Privacy and ethics concerns in research are not new, but they have taken on considerably higher visibility in our 24/7 news world as researchers test the bounds of new measurement approaches. At a recent symposium on Leveraging Location hosted by Nielsen, a panel of legal experts provided some thoughts in this area on issues researchers are encountering today. Their insights went well beyond location data, hitting on aspects that involve many of us working with data from the public. (Obligatory warning: I’m not a lawyer; these are simply my observations and interpretation of the discussion). Three broad lessons caught my attention:

First and foremost, start with the respondent/consumer, understanding and acting in accordance with their expectations. How data are collected and the insights generated should be readily apparent to the “average person.” If your starting point is “the law” or “what is legal”, you’ve already put yourself in a hole. Laws and regulations provide a base -- a bare minimum, what the public demands is often much more. As researchers we should operate within the reasonable expectations of the majority of the public, yet not necessarily feel constrained by folks on the extremes.

Second, to lead in innovation you cannot be afraid to have your name in the paper and receive negative comments. In essence, as one panelist put it “get comfortable not being comfortable.” Pushing the envelope involves a degree of calculated and real risk. If your organization likes to keep a low profile and acts with alarm at the first half-dozen negative emails received, then you might want to take “innovation leader” off of your long-term business strategy. Note that Rule #1 above is still in effect, so setting expectations accordingly and having a good grasp of the potential risks is imperative.

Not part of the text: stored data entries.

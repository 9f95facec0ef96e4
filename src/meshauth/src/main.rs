#![allow(special_module_name)]
use crate::config::meshauth_version_str;
use crate::lib::environment::Environment;
use crate::lib::error::MeshAuthResult;
use crate::lib::logger::{create_root_logger, LoggingMode};
use anyhow::{Context, Error};
use clap::{ArgAction, Parser};
use std::path::PathBuf;

mod commands;
mod config;
mod lib;

/// Logs mesh peers in by who they are on the network.
#[derive(Parser)]
#[command(name = "meshauth", version = meshauth_version_str(), arg_required_else_help = true)]
pub struct CliOpts {
    /// Displays detailed information about operations. -vv will generate a very large number of messages.
    #[arg(long, short, action = ArgAction::Count, global = true)]
    verbose: u8,

    /// Suppresses informational messages. -qq limits to errors only; -qqqq disables them all.
    #[arg(long, short, action = ArgAction::Count, global = true)]
    quiet: u8,

    /// The logging mode to use. You can log to stderr, a file, or both.
    #[arg(long = "log", default_value = "stderr", value_parser = ["stderr", "tee", "file"], global = true)]
    logmode: String,

    /// The file to log to, if logging to a file (see --log).
    #[arg(long, global = true)]
    logfile: Option<PathBuf>,

    /// Backend configuration file (JSON). Defaults apply when omitted.
    #[arg(long, env = "MESHAUTH_CONFIG", global = true)]
    config: Option<PathBuf>,

    #[command(subcommand)]
    command: commands::MeshAuthCommand,
}

/// Setup a logger with the proper configuration, based on arguments.
fn setup_logging(opts: &CliOpts) -> MeshAuthResult<slog::Logger> {
    let verbose_level = opts.verbose as i64 - opts.quiet as i64;
    let logfile = || {
        opts.logfile
            .clone()
            .unwrap_or_else(|| PathBuf::from("meshauth.log"))
    };

    let mode = match opts.logmode.as_str() {
        "tee" => LoggingMode::Tee(logfile()),
        "file" => LoggingMode::File(logfile()),
        _ => LoggingMode::Stderr,
    };

    create_root_logger(verbose_level, mode).context("Failed to open log file.")
}

fn print_error(err: &Error) {
    for (level, cause) in err.chain().enumerate() {
        let prefix = if level == 0 { "Error" } else { "Caused by" };
        eprintln!("{prefix}: {cause}");
    }
}

fn inner_main() -> MeshAuthResult {
    let cli_opts = CliOpts::parse();

    if matches!(cli_opts.command, commands::MeshAuthCommand::Schema(_)) {
        return commands::exec_without_env(cli_opts.command);
    }

    let log = setup_logging(&cli_opts)?;
    let env = Environment::new(cli_opts.config.as_deref(), log)?;

    slog::trace!(
        env.get_logger(),
        "Trace mode enabled. Lots of logs coming up."
    );
    commands::exec(&env, cli_opts.command)
}

fn main() {
    if let Err(err) = inner_main() {
        print_error(&err);
        std::process::exit(255);
    }
}
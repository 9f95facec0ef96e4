use crate::backend::response::{Auth, AuthAlias};
use serde::{Deserialize, Serialize};
use std::collections::BTreeMap;
use std::time::Duration;

/// Metadata key carrying the peer's canonical name on every grant.
pub const METADATA_NAME: &str = "name";

/// Alias metadata key carrying a user's display name.
pub const ALIAS_METADATA_DISPLAY_NAME: &str = "display_name";

#[derive(Clone, Debug, PartialEq, Eq, Serialize, Deserialize)]
pub struct LeaseOptions {
    #[serde(with = "humantime_serde")]
    pub ttl: Duration,

    #[serde(with = "humantime_serde")]
    pub max_ttl: Duration,
}

impl LeaseOptions {
    /// A lease that cannot be renewed past its initial lifetime.
    pub fn non_renewable(ttl: Duration) -> Self {
        Self { ttl, max_ttl: ttl }
    }
}

/// Stable identity linkage for a human principal.
#[derive(Clone, Debug, PartialEq, Eq)]
pub struct Alias {
    pub name: String,
    pub metadata: BTreeMap<String, String>,
}

/// The authorization decision for one login attempt.
#[derive(Clone, Debug, PartialEq, Eq)]
pub struct AuthorizationGrant {
    pub policies: Vec<String>,
    pub alias: Option<Alias>,
    pub metadata: BTreeMap<String, String>,
    pub lease: LeaseOptions,
}

impl AuthorizationGrant {
    /// Shapes the grant into the host's auth record.
    pub fn into_auth(self) -> Auth {
        Auth {
            internal_data: BTreeMap::new(),
            policies: self.policies,
            metadata: self.metadata,
            lease_options: self.lease,
            alias: self.alias.map(|alias| AuthAlias {
                name: alias.name,
                custom_metadata: alias.metadata,
            }),
        }
    }
}

#[cfg(test)]
mod tests {
    use super::*;

    #[test]
    fn into_auth_keeps_every_field() {
        let grant = AuthorizationGrant {
            policies: vec![],
            alias: Some(Alias {
                name: "alice@example.com".to_string(),
                metadata: BTreeMap::from([(
                    ALIAS_METADATA_DISPLAY_NAME.to_string(),
                    "Alice".to_string(),
                )]),
            }),
            metadata: BTreeMap::from([(METADATA_NAME.to_string(), "alices-laptop".to_string())]),
            lease: LeaseOptions::non_renewable(Duration::from_secs(120)),
        };

        let auth = grant.into_auth();
        assert!(auth.internal_data.is_empty());
        assert!(auth.policies.is_empty());
        assert_eq!(auth.metadata[METADATA_NAME], "alices-laptop");
        assert_eq!(auth.lease_options.ttl, Duration::from_secs(120));
        assert_eq!(auth.lease_options.max_ttl, Duration::from_secs(120));
        let alias = auth.alias.unwrap();
        assert_eq!(alias.name, "alice@example.com");
        assert_eq!(alias.custom_metadata[ALIAS_METADATA_DISPLAY_NAME], "Alice");
    }

    #[test]
    fn lease_serializes_as_human_durations() {
        let lease = LeaseOptions::non_renewable(Duration::from_secs(120));
        assert_eq!(
            serde_json::to_value(&lease).unwrap(),
            serde_json::json!({"ttl": "2m", "max_ttl": "2m"})
        );
    }
}
pub mod configuration;
pub mod fs;
pub mod handle_request;
pub mod lookup;
pub mod reqwest;
pub mod structured_file;
pub mod who_is;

Third, time is an important and often under-appreciated dimension of attitudes towards privacy and ethics. These are not static features of our society, but rather evolving concepts. What may have been unthinkable a few years ago (using a smartphone as a “virtual wallet”) now seems commonplace. Likewise, certain aspects of data collection in this digital/organic data era that seem unreasonable to the public today (and hence, would be good to avoid) may become more readily accepted with time and incremental exposure. The trick to innovating, of course, is knowing when the time may be right. To this there is no clear right answer, but the public (and the press) will let you know if you have chosen unwisely.